▶ TASK INSTRUCTIONS: For the records that follow, return only the count of lines containing the string "orbitals".

▶ DATA FOR REVIEW:
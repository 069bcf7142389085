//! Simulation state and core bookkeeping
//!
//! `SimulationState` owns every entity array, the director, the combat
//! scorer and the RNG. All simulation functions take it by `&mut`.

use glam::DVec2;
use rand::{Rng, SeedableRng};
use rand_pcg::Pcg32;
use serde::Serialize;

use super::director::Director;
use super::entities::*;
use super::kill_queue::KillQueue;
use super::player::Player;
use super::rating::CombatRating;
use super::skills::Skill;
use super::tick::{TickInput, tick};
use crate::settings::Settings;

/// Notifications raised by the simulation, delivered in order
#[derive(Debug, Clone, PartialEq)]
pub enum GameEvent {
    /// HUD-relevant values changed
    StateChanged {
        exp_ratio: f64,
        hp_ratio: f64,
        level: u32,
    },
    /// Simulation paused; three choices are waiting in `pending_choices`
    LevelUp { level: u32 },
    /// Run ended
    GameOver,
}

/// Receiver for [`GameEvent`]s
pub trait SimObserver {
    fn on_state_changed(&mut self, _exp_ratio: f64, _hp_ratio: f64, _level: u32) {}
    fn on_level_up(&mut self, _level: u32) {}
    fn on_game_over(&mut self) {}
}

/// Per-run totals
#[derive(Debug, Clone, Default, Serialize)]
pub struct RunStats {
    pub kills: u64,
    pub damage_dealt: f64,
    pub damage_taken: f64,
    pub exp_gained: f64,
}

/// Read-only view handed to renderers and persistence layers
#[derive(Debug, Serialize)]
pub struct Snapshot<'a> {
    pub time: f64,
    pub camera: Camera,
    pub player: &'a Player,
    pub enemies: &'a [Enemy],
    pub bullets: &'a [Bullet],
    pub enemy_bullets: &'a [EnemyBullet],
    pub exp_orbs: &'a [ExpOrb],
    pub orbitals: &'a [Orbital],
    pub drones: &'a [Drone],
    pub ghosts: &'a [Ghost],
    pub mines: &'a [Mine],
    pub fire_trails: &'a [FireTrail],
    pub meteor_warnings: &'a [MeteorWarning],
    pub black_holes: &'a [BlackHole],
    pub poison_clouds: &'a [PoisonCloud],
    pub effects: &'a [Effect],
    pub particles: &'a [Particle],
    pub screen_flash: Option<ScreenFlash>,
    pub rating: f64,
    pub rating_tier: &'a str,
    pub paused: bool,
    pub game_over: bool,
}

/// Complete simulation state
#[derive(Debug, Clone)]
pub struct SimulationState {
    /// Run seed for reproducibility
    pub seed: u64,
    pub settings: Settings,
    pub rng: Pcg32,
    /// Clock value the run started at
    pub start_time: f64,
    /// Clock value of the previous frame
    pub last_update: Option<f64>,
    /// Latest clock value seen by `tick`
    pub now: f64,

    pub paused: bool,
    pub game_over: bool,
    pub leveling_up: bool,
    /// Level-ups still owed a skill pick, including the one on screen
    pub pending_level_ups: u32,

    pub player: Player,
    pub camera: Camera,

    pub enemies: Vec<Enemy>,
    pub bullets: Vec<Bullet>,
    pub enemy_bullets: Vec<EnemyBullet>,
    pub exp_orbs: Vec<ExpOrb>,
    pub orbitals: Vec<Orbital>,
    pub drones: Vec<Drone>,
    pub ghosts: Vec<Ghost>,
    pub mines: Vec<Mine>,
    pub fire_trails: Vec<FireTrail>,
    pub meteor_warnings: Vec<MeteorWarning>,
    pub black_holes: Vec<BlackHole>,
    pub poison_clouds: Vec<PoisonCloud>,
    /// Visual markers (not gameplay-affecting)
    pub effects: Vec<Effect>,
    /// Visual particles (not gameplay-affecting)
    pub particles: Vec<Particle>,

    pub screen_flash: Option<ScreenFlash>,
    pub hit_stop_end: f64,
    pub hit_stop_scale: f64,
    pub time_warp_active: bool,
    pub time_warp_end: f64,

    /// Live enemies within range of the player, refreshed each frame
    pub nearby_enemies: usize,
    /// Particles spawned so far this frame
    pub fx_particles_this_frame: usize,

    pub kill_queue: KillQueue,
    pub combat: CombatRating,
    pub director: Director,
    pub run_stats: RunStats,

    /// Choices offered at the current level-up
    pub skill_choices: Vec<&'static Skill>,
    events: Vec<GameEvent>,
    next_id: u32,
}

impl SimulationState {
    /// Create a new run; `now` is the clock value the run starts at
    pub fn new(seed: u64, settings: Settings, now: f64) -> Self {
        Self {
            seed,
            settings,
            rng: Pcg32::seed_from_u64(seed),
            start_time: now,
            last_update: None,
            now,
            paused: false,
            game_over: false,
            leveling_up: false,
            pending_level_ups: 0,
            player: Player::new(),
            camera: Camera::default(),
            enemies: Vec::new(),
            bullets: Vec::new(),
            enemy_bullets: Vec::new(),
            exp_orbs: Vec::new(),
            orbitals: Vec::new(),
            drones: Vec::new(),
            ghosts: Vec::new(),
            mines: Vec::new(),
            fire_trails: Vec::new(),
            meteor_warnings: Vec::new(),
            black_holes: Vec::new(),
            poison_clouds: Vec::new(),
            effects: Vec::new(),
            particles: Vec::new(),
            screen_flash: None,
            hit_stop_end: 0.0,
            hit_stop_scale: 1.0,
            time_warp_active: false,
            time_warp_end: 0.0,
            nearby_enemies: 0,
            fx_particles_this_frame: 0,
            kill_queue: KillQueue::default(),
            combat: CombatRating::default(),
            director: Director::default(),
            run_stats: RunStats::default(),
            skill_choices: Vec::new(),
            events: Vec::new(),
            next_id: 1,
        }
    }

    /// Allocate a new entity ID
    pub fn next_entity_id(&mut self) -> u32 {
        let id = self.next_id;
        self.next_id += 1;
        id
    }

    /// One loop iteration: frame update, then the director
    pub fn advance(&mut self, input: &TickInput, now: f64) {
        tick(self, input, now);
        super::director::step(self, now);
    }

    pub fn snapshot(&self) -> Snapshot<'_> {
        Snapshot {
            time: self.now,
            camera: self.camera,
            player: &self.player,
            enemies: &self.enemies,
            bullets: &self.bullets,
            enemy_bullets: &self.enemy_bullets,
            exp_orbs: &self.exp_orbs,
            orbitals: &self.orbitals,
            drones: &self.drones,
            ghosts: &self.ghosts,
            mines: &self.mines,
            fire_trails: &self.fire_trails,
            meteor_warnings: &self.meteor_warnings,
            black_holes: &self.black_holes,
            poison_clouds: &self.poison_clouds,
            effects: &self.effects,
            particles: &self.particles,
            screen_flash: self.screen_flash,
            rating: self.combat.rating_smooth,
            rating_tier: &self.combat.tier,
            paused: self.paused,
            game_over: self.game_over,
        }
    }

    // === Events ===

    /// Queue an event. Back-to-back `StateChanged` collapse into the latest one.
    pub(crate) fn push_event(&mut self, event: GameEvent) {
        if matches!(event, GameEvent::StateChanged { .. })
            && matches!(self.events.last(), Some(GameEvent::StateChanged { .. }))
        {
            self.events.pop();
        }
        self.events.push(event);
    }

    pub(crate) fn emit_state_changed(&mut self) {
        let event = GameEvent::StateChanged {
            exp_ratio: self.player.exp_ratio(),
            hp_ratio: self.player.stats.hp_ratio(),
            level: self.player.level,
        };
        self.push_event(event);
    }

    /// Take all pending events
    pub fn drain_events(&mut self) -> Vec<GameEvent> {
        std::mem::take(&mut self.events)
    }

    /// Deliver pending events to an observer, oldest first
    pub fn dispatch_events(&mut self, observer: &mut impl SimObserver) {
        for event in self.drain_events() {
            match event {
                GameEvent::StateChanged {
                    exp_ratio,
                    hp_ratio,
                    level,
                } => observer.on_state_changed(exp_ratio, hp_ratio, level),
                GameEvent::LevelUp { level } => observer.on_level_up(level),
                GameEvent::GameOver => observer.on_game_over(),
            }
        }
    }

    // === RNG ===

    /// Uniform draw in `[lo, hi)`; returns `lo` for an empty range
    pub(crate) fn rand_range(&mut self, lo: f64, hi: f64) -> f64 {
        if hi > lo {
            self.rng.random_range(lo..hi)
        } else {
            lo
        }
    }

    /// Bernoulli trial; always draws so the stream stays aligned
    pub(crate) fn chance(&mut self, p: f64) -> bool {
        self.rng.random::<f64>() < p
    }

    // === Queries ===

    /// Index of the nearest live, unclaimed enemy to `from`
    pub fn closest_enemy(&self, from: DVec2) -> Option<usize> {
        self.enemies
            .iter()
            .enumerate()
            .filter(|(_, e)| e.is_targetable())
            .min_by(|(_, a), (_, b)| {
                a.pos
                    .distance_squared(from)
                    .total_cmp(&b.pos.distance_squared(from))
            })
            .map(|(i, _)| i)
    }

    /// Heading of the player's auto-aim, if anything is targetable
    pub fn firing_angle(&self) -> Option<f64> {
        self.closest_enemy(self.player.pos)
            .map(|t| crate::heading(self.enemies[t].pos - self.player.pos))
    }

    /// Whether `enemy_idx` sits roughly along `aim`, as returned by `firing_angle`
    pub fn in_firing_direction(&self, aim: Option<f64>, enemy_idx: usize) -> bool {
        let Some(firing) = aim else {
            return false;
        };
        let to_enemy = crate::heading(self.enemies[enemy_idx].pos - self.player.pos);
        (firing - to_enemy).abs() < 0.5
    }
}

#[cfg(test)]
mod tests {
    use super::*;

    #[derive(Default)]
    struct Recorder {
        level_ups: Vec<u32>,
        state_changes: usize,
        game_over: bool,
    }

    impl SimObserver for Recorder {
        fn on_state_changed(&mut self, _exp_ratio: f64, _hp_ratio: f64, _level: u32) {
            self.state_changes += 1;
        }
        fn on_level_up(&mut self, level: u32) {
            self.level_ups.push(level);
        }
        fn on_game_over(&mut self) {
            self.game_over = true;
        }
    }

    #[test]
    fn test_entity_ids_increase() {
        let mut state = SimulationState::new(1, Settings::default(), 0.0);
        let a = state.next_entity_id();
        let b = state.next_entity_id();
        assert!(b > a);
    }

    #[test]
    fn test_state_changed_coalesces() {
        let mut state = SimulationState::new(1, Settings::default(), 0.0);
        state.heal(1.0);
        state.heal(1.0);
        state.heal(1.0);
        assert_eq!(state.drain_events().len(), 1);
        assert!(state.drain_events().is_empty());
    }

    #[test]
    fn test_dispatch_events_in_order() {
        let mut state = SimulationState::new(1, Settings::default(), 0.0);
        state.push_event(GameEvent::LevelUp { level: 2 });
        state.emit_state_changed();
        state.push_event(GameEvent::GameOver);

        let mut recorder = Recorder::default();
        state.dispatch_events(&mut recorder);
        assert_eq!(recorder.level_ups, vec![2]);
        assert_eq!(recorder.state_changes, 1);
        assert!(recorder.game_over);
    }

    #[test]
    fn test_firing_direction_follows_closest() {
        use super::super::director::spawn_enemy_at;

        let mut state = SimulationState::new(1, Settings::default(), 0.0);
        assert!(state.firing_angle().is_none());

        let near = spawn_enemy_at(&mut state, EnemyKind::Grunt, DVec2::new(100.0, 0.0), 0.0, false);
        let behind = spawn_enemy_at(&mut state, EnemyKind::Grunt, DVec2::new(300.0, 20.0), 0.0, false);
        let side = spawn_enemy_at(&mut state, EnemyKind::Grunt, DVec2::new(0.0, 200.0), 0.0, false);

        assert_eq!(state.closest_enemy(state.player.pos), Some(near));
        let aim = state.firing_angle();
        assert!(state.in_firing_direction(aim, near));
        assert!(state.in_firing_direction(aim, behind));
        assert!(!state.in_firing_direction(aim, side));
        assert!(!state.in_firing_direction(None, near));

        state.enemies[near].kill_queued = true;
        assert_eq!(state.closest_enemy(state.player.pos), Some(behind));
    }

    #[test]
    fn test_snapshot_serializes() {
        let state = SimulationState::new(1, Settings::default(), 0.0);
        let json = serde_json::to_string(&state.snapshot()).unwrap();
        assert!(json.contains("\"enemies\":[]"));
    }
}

▶ WRITTEN RESPONSE: 4